In the spring, Gen. Jackson had been placed in command of the small army of observation which held the upper valley of the Shenandoah and the country about Staunton. It was intended that he should remain quasi inactive, to watch the enemy and to wait for him; but he soon commenced manoeuvring on his own responsibility, and ventured upon a scale of operations that threw the higher military authorities at Richmond into a fever of anxiety and alarm.

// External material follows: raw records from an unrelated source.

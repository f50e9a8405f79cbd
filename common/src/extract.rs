//! Column extraction from benchmark output.
//!
//! Benchmarks print their measurements as whitespace-delimited columns. A
//! [`ColumnPattern`] selects 1-based columns the way an awk `print` statement
//! does, and is written in that syntax in configuration files:
//!
//! ```text
//! $1 "\t" $8      # columns 1 and 8 of every line
//! $9; exit        # column 9 of the first line only
//! ```

use std::{fmt, str::FromStr};

use regex::Regex;
use serde::{Deserialize, Serialize};
use thiserror::Error;

#[derive(Debug, Error)]
pub enum PatternError {
    #[error("pattern {0:?} selects no columns")]
    NoFields(String),
    #[error("column $0 is not supported, columns start at $1")]
    ZeroField,
    #[error("unsupported statement {0:?} in column pattern")]
    Unsupported(String),
    #[error(transparent)]
    Regex(#[from] regex::Error),
}

#[derive(Debug, Error, PartialEq, Eq)]
pub enum ExtractError {
    #[error("benchmark printed nothing")]
    NoOutput,
    #[error("column ${field} missing on output line {line}, which has {available} columns")]
    MissingField {
        field: usize,
        line: usize,
        available: usize,
    },
    #[error("column value {0:?} is not a number")]
    NotNumeric(String),
}

#[derive(Debug, Clone, PartialEq, Eq, Serialize, Deserialize)]
#[serde(try_from = "String", into = "String")]
pub struct ColumnPattern {
    fields: Vec<usize>,
    first_line_only: bool,
}

impl ColumnPattern {
    pub fn new(fields: Vec<usize>, first_line_only: bool) -> Result<Self, PatternError> {
        if fields.is_empty() {
            return Err(PatternError::NoFields(String::new()));
        }
        if fields.contains(&0) {
            return Err(PatternError::ZeroField);
        }
        Ok(Self {
            fields,
            first_line_only,
        })
    }

    pub fn fields(&self) -> &[usize] {
        &self.fields
    }

    pub fn first_line_only(&self) -> bool {
        self.first_line_only
    }

    /// Selects the configured columns from each non-blank line of `output`,
    /// one line at a time
    pub fn records<'a>(
        &'a self,
        output: &'a str,
    ) -> impl Iterator<Item = Result<Record, ExtractError>> + 'a {
        let limit = if self.first_line_only { 1 } else { usize::MAX };
        output
            .lines()
            .filter(|line| !line.trim().is_empty())
            .take(limit)
            .enumerate()
            .map(move |(idx, line)| self.select(idx + 1, line))
    }

    fn select(&self, line_no: usize, line: &str) -> Result<Record, ExtractError> {
        let columns = line.split_whitespace().collect::<Vec<_>>();
        let fields = self
            .fields
            .iter()
            .map(|&field| {
                columns
                    .get(field - 1)
                    .map(|column| (*column).to_owned())
                    .ok_or(ExtractError::MissingField {
                        field,
                        line: line_no,
                        available: columns.len(),
                    })
            })
            .collect::<Result<Vec<_>, _>>()?;
        Ok(Record(fields))
    }

    /// Every record of `output`; any line missing a column fails the whole
    /// output
    pub fn extract(&self, output: &str) -> Result<Vec<Record>, ExtractError> {
        let records = self.records(output).collect::<Result<Vec<_>, _>>()?;
        if records.is_empty() {
            return Err(ExtractError::NoOutput);
        }
        Ok(records)
    }
}

impl FromStr for ColumnPattern {
    type Err = PatternError;

    fn from_str(s: &str) -> Result<Self, Self::Err> {
        let field_re = Regex::new(r"\$(\d+)")?;
        let literal_re = Regex::new(r#""(?:[^"\\]|\\.)*""#)?;

        let mut statements = s.split(';');
        let body = statements.next().unwrap_or_default();
        let mut first_line_only = false;
        for statement in statements.map(str::trim).filter(|x| !x.is_empty()) {
            if statement == "exit" {
                first_line_only = true;
            } else {
                return Err(PatternError::Unsupported(statement.to_owned()));
            }
        }

        let fields = field_re
            .captures_iter(body)
            .map(|cap| cap[1].parse::<usize>())
            .collect::<Result<Vec<_>, _>>()
            .map_err(|_| PatternError::Unsupported(body.to_owned()))?;

        let without_fields = field_re.replace_all(body, " ");
        let leftover = literal_re.replace_all(&without_fields, " ");
        let leftover = leftover.trim();
        if !leftover.is_empty() {
            return Err(PatternError::Unsupported(leftover.to_owned()));
        }
        if fields.is_empty() {
            return Err(PatternError::NoFields(s.to_owned()));
        }
        Self::new(fields, first_line_only)
    }
}

impl TryFrom<String> for ColumnPattern {
    type Error = PatternError;

    fn try_from(value: String) -> Result<Self, Self::Error> {
        value.parse()
    }
}

impl From<ColumnPattern> for String {
    fn from(value: ColumnPattern) -> Self {
        value.to_string()
    }
}

impl fmt::Display for ColumnPattern {
    fn fmt(&self, f: &mut fmt::Formatter<'_>) -> fmt::Result {
        let body = self
            .fields
            .iter()
            .map(|field| format!("${field}"))
            .collect::<Vec<_>>()
            .join(r#" "\t" "#);
        f.write_str(&body)?;
        if self.first_line_only {
            f.write_str("; exit")?;
        }
        Ok(())
    }
}

/// The selected columns of one output line
#[derive(Debug, Clone, PartialEq, Eq)]
pub struct Record(Vec<String>);

impl Record {
    pub fn new(fields: Vec<String>) -> Self {
        Self(fields)
    }

    pub fn fields(&self) -> &[String] {
        &self.0
    }

    /// The last selected column carries the measurement
    pub fn value_field(&self) -> &str {
        self.0.last().map(String::as_str).unwrap_or_default()
    }

    pub fn value(&self) -> Result<f64, ExtractError> {
        let field = self.value_field();
        field
            .parse::<f64>()
            .map_err(|_| ExtractError::NotNumeric(field.to_owned()))
    }

    pub fn to_line(&self) -> String {
        self.0.join("\t")
    }
}

#[cfg(test)]
mod tests {
    use super::*;

    #[test]
    fn parses_awk_print_patterns() {
        let pattern: ColumnPattern = r#"$1 "\t" $8"#.parse().unwrap();
        assert_eq!(pattern.fields(), &[1, 8]);
        assert!(!pattern.first_line_only());

        let pattern: ColumnPattern = "$9; exit".parse().unwrap();
        assert_eq!(pattern.fields(), &[9]);
        assert!(pattern.first_line_only());

        let pattern: ColumnPattern = r#"$1 "\t" $4 "\t" $6"#.parse().unwrap();
        assert_eq!(pattern.fields(), &[1, 4, 6]);
        assert_eq!(pattern.to_string(), r#"$1 "\t" $4 "\t" $6"#);
    }

    #[test]
    fn rejects_unsupported_patterns() {
        assert!(matches!(
            "\"\\t\"".parse::<ColumnPattern>(),
            Err(PatternError::NoFields(_))
        ));
        assert!(matches!(
            "$0".parse::<ColumnPattern>(),
            Err(PatternError::ZeroField)
        ));
        assert!(matches!(
            "$1; next".parse::<ColumnPattern>(),
            Err(PatternError::Unsupported(_))
        ));
        assert!(matches!(
            "$1 + $2".parse::<ColumnPattern>(),
            Err(PatternError::Unsupported(_))
        ));
    }

    #[test]
    fn extracts_selected_columns_per_line() {
        let pattern: ColumnPattern = r#"$1 "\t" $3"#.parse().unwrap();
        let records = pattern
            .extract("10 threads  0.5 s\n\n20\tthreads 0.75 s\n")
            .unwrap();
        assert_eq!(records.len(), 2);
        assert_eq!(records[0].fields(), &["10", "0.5"]);
        assert_eq!(records[1].to_line(), "20\t0.75");
        assert_eq!(records[1].value(), Ok(0.75));
    }

    #[test]
    fn exit_stops_after_first_line() {
        let pattern: ColumnPattern = "$2; exit".parse().unwrap();
        let records = pattern.extract("a 1\nb 2\nc 3\n").unwrap();
        assert_eq!(records, vec![Record::new(vec!["1".to_owned()])]);
    }

    #[test]
    fn records_are_selected_one_line_at_a_time() {
        let pattern: ColumnPattern = r#"$1 "\t" $8"#.parse().unwrap();
        let output = "4 threads 0 0 0 0 0 8\ndone\n";
        let mut records = pattern.records(output);
        assert_eq!(
            records.next(),
            Some(Ok(Record::new(vec!["4".to_owned(), "8".to_owned()])))
        );
        assert!(matches!(
            records.next(),
            Some(Err(ExtractError::MissingField { line: 2, .. }))
        ));
        assert!(pattern.extract(output).is_err());
    }

    #[test]
    fn reports_missing_and_malformed_columns() {
        let pattern: ColumnPattern = "$4".parse().unwrap();
        assert_eq!(
            pattern.extract("1 2 3"),
            Err(ExtractError::MissingField {
                field: 4,
                line: 1,
                available: 3
            })
        );
        assert_eq!(pattern.extract("  \n"), Err(ExtractError::NoOutput));

        let record = Record::new(vec!["12".to_owned(), "usec".to_owned()]);
        assert_eq!(record.value(), Err(ExtractError::NotNumeric("usec".to_owned())));
    }

    #[test]
    fn pattern_deserialises_from_string() {
        let pattern: ColumnPattern = serde_json::from_str(r#""$3 \"\\t\" $7""#).unwrap();
        assert_eq!(pattern.fields(), &[3, 7]);
        assert!(serde_json::from_str::<ColumnPattern>(r#""$0""#).is_err());
    }
}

In less than thirty days he dashed at the Yankee advance, and driving it back, wheeled his army, swept down the Valley, and drove Banks across the Potomac. Returning to the upper Valley, he manoeuvred around for three weeks-in the mean time dealing Fremont a heavy blow at Cross Keys and defeating Shields in the Luray valley-and then suddenly swept down the Virginia Central railroad, via Gordonsville, on McClellan's right, before Richmond. The part he played in winding up the campaign on the Peninsula is well known. Almost before the smoke had lifted from the bloody field of the Chickahominy, we hear of him again on his old stamping ground above Gordonsville. Cedar Mountain was fought and won from Pope before he knew his campaign was opened. Jackson fell back, but only to flank him on the right. Pope retired from the Rapidan to the Rappahannock, but Jackson swung still further round to the North, and outflanked him again. Yet again he gave up the Rappahannock and fell back south of Warrenton, and, for the third time, Jackson outflanked him through Thoroughfare Gap, and at last got in his rear. Pope now had to fight; and the victory which perched upon our banners was the most brilliant of the war.

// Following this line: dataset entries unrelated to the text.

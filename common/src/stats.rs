//! Descriptive statistics and Savitzky-Golay smoothing over collected series.

use std::fmt;

use serde::{Deserialize, Serialize};
use thiserror::Error;

#[derive(Debug, Error, PartialEq, Eq)]
pub enum StatsError {
    #[error("cannot summarise an empty series")]
    Empty,
    #[error("series has {len} points, the smoothing window needs at least {window}")]
    TooShort { len: usize, window: usize },
    #[error("smoothing window must be odd and positive, got {0}")]
    BadWindow(usize),
    #[error("polynomial degree {degree} must be below the window length {window}")]
    DegreeTooHigh { degree: usize, window: usize },
    #[error("least-squares system is singular")]
    Singular,
}

/// Min, max, mean and median of a raw series
#[derive(Debug, Clone, Copy, PartialEq, Serialize, Deserialize)]
pub struct Summary {
    pub count: usize,
    pub min: f64,
    pub max: f64,
    pub mean: f64,
    pub median: f64,
}

impl Summary {
    pub fn from_values(values: &[f64]) -> Result<Self, StatsError> {
        if values.is_empty() {
            return Err(StatsError::Empty);
        }
        let mut sorted = values.to_vec();
        sorted.sort_by(f64::total_cmp);

        let count = sorted.len();
        let mid = count / 2;
        let median = if count % 2 == 0 {
            (sorted[mid - 1] + sorted[mid]) / 2.0
        } else {
            sorted[mid]
        };

        Ok(Self {
            count,
            min: sorted[0],
            max: sorted[count - 1],
            mean: sorted.iter().sum::<f64>() / count as f64,
            median,
        })
    }
}

impl fmt::Display for Summary {
    fn fmt(&self, f: &mut fmt::Formatter<'_>) -> fmt::Result {
        write!(
            f,
            "min :{} | max :{} | mean :{} | median :{}",
            self.min, self.max, self.mean, self.median
        )
    }
}

/// Windowed least-squares polynomial smoothing.
///
/// Every interior point is replaced by the value at the window centre of a
/// polynomial fitted over the `window` points around it. The first and last
/// `window / 2` points are taken from the fits of the first and last full
/// windows, so the output has the same length as the input.
#[derive(Debug, Clone, Copy, PartialEq, Eq, Serialize, Deserialize)]
#[serde(deny_unknown_fields)]
pub struct SavitzkyGolay {
    pub window: usize,
    pub degree: usize,
}

impl Default for SavitzkyGolay {
    fn default() -> Self {
        Self {
            window: 15,
            degree: 3,
        }
    }
}

impl SavitzkyGolay {
    pub fn validate(&self) -> Result<(), StatsError> {
        if self.window == 0 || self.window % 2 == 0 {
            return Err(StatsError::BadWindow(self.window));
        }
        if self.degree >= self.window {
            return Err(StatsError::DegreeTooHigh {
                degree: self.degree,
                window: self.window,
            });
        }
        Ok(())
    }

    pub fn smooth(&self, values: &[f64]) -> Result<Vec<f64>, StatsError> {
        self.validate()?;
        let (n, w) = (values.len(), self.window);
        if n < w {
            return Err(StatsError::TooShort {
                len: n,
                window: w,
            });
        }

        let hat = self.hat_matrix()?;
        let half = w / 2;
        let mut smoothed = vec![0.0; n];
        for start in 0..=n - w {
            smoothed[start + half] = dot(&hat[half], &values[start..start + w]);
        }
        let head = &values[..w];
        for (k, row) in hat.iter().enumerate().take(half) {
            smoothed[k] = dot(row, head);
        }
        let tail = &values[n - w..];
        for (k, row) in hat.iter().enumerate().skip(half + 1) {
            smoothed[n - w + k] = dot(row, tail);
        }
        Ok(smoothed)
    }

    /// `A (AᵀA)⁻¹ Aᵀ` for the Vandermonde matrix `A` of the window offsets.
    /// Row `k` maps a window onto the fitted value at offset `k`.
    fn hat_matrix(&self) -> Result<Vec<Vec<f64>>, StatsError> {
        let (w, terms) = (self.window, self.degree + 1);
        let half = (w / 2) as f64;
        let design = (0..w)
            .map(|i| {
                let x = i as f64 - half;
                (0..terms).map(|p| x.powi(p as i32)).collect::<Vec<_>>()
            })
            .collect::<Vec<_>>();

        // [AᵀA | Aᵀ], reduced to [I | (AᵀA)⁻¹Aᵀ]
        let mut augmented = (0..terms)
            .map(|r| {
                let mut row = (0..terms)
                    .map(|c| design.iter().map(|x| x[r] * x[c]).sum::<f64>())
                    .collect::<Vec<_>>();
                row.extend(design.iter().map(|x| x[r]));
                row
            })
            .collect::<Vec<_>>();
        gauss_jordan(&mut augmented, terms)?;

        Ok(design
            .iter()
            .map(|x| {
                (0..w)
                    .map(|j| (0..terms).map(|p| x[p] * augmented[p][terms + j]).sum::<f64>())
                    .collect()
            })
            .collect())
    }
}

fn dot(a: &[f64], b: &[f64]) -> f64 {
    a.iter().zip(b).map(|(x, y)| x * y).sum()
}

/// Reduces the left `n` columns of `m` to the identity with partial pivoting
fn gauss_jordan(m: &mut [Vec<f64>], n: usize) -> Result<(), StatsError> {
    for col in 0..n {
        let pivot = (col..n)
            .max_by(|&a, &b| m[a][col].abs().total_cmp(&m[b][col].abs()))
            .ok_or(StatsError::Singular)?;
        if m[pivot][col].abs() < 1e-12 {
            return Err(StatsError::Singular);
        }
        m.swap(col, pivot);

        let scale = m[col][col];
        m[col].iter_mut().for_each(|x| *x /= scale);
        let pivot_row = m[col].clone();
        for (r, row) in m.iter_mut().enumerate() {
            if r == col {
                continue;
            }
            let factor = row[col];
            if factor != 0.0 {
                row.iter_mut()
                    .zip(&pivot_row)
                    .for_each(|(x, p)| *x -= factor * p);
            }
        }
    }
    Ok(())
}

It is curious to observe with what insolent confidence the North had anticipated a crowning triumph of its arms on the field of Manassas, even when the air around Washington was burdened with the signals of its defeat. The North did not tolerate the idea of defeat. On the very day of the battle, Washington was gay with exultation and triumph over an imagined victory. At thirty minutes past twelve o'clock, the Washington Star published a dispatch, declaring that, it had learned from parties just from Fairfax county, that the firing had stopped; and added, "we trust the fact means a surrender of the rebels, and do not see how it can mean aught else." At a later hour of the afternoon, a dispatch was received at the War Department, from Major-gen. Pope, announcing a brilliant victory in a decisive battle with the Confederate forces on the old Bull Run battle-field. It was stated that he had defeated the Confederate army, and was driving it in discomfiture before him. This dispatch had a magical effect. The War Department, contrary to its usual custom, not only permitted, but officially authorized the publication of the dispatch. Citizens of every grade, of both sexes and of all ages, were seen in groups around the corners, and in the places of public resort, speculating upon the particulars and the consequences of the decisive victory reported. The triumph of the Federal arms was apparently shown to be more complete by reason of the announcement that Gen. Stonewall Jackson, with sixteen thousand of his troops, had been cut off and captured.

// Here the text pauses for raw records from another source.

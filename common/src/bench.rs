use core::fmt::Debug;

use dyn_clone::{DynClone, clone_trait_object};
use eyre::Result;
use indicatif::{ProgressBar, ProgressStyle};

use crate::{chart::ChartContext, config::Settings, manifest::RunManifest};

/// A command line an experiment launches, and how many times in a row
#[derive(Debug, Clone, PartialEq, Eq)]
pub struct Cmd {
    pub line: String,
    pub times: usize,
}

impl Cmd {
    pub fn once(line: String) -> Self {
        Self { line, times: 1 }
    }
}

/// State shared by every experiment of one run
#[derive(Debug)]
pub struct Session {
    pub settings: Settings,
    pub chart: ChartContext,
    pub manifest: RunManifest,
    pub skip_plot: bool,
    progress: bool,
}

impl Session {
    pub fn new(settings: Settings, manifest: RunManifest) -> Self {
        let chart = ChartContext::new(settings.chart.clone());
        Self {
            settings,
            chart,
            manifest,
            skip_plot: false,
            progress: false,
        }
    }

    pub fn with_progress(mut self, progress: bool) -> Self {
        self.progress = progress;
        self
    }

    pub fn with_skip_plot(mut self, skip_plot: bool) -> Self {
        self.skip_plot = skip_plot;
        self
    }

    /// A bar over `len` invocations, hidden unless progress was asked for
    pub fn progress_bar(&self, len: usize, message: &str) -> ProgressBar {
        if !self.progress {
            return ProgressBar::hidden();
        }
        let bar = ProgressBar::new(len as u64);
        if let Ok(style) =
            ProgressStyle::with_template("{msg:>32} [{bar:40.cyan/blue}] {pos}/{len} ({elapsed})")
        {
            bar.set_style(style.progress_chars("=> "));
        }
        bar.set_message(message.to_owned());
        bar
    }
}

#[typetag::serde(tag = "type")]
#[async_trait::async_trait]
pub trait Bench: Debug + DynClone + Send + Sync {
    /// Kind of experiment, for identification
    fn kind(&self) -> &'static str;
    /// Checks the experiment before anything is launched
    ///
    /// Arguments:
    /// * `name` - The test name, ie. 21-create-many
    /// * `settings` - The settings from the config
    fn validate(&self, name: &str, settings: &Settings) -> Result<()>;
    /// The command lines the experiment launches, in launch order
    fn cmds(&self, name: &str, settings: &Settings) -> Result<Vec<Cmd>>;
    /// Collects fresh samples, then charts or summarises them
    async fn run(&self, name: &str, session: &mut Session) -> Result<()>;
    /// Charts or summarises the samples a previous run left in the cache
    async fn replot(&self, name: &str, session: &mut Session) -> Result<()>;
}
clone_trait_object!(Bench);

It was at this point of exultation that another dispatch was received from Gen. Pope, stating that the uncertain tide of battle had unfortunately turned against the Federal army, and that he had been compelled to abandon the battle-field during the evening. The revulsion was great; the untimely hallelujahs were interrupted, and the population of Washington, from its hasty and indecent exultations of the morning, was soon to be converted into a panic-stricken community, trembling for its own safety.

Indeed, the victory achieved by the Confederates was far more serious than the most lively alarm in Washington could at first imagine. The next morning after the battle, the last feeble resistance of the Federals at Centreville was broken. The finishing stroke was given by the Confederates under Gen.

A. P. Hill, who, on the first of September (Monday), encountered a large body of the enemy at Germantown, a small village in Fairfax county, near the main road leading from Centreville to Fairfax Court-house. The enemy, it appears, had succeeded in rallying a sufficient number of their routed troops at the point named, to make another show of opposition to the advance of the victorious Confederates on their territory. On Sunday, the pursuit of Pope's army was commenced and pressed with vigor on the Fairfax Court-house road, and on Monday morning at daylight the enemy was discovered drawn up in line of battle across the road, their right extending to the village of Germantown. Gen. Hill immediately ordered the attack, and after a brief but hotly contested fight, the enemy withdrew. During the night, the enemy fell back to Fairfax Court-house and abandoned his position at Centreville. The next day, about noon, he evacuated Fairfax Court-house, taking the road to Alexandria and Washington.

Thus were realized the full and glorious results of the second victory of Manassas; thus were completed the great objects of the brilliant summer campaign of 1862 in Virginia; and thus, for a second time, on the famous borders of the Potomac, the gates were thrown wide open to the invasion of the North, and to new fields of enterprise for the victorious armies of the South.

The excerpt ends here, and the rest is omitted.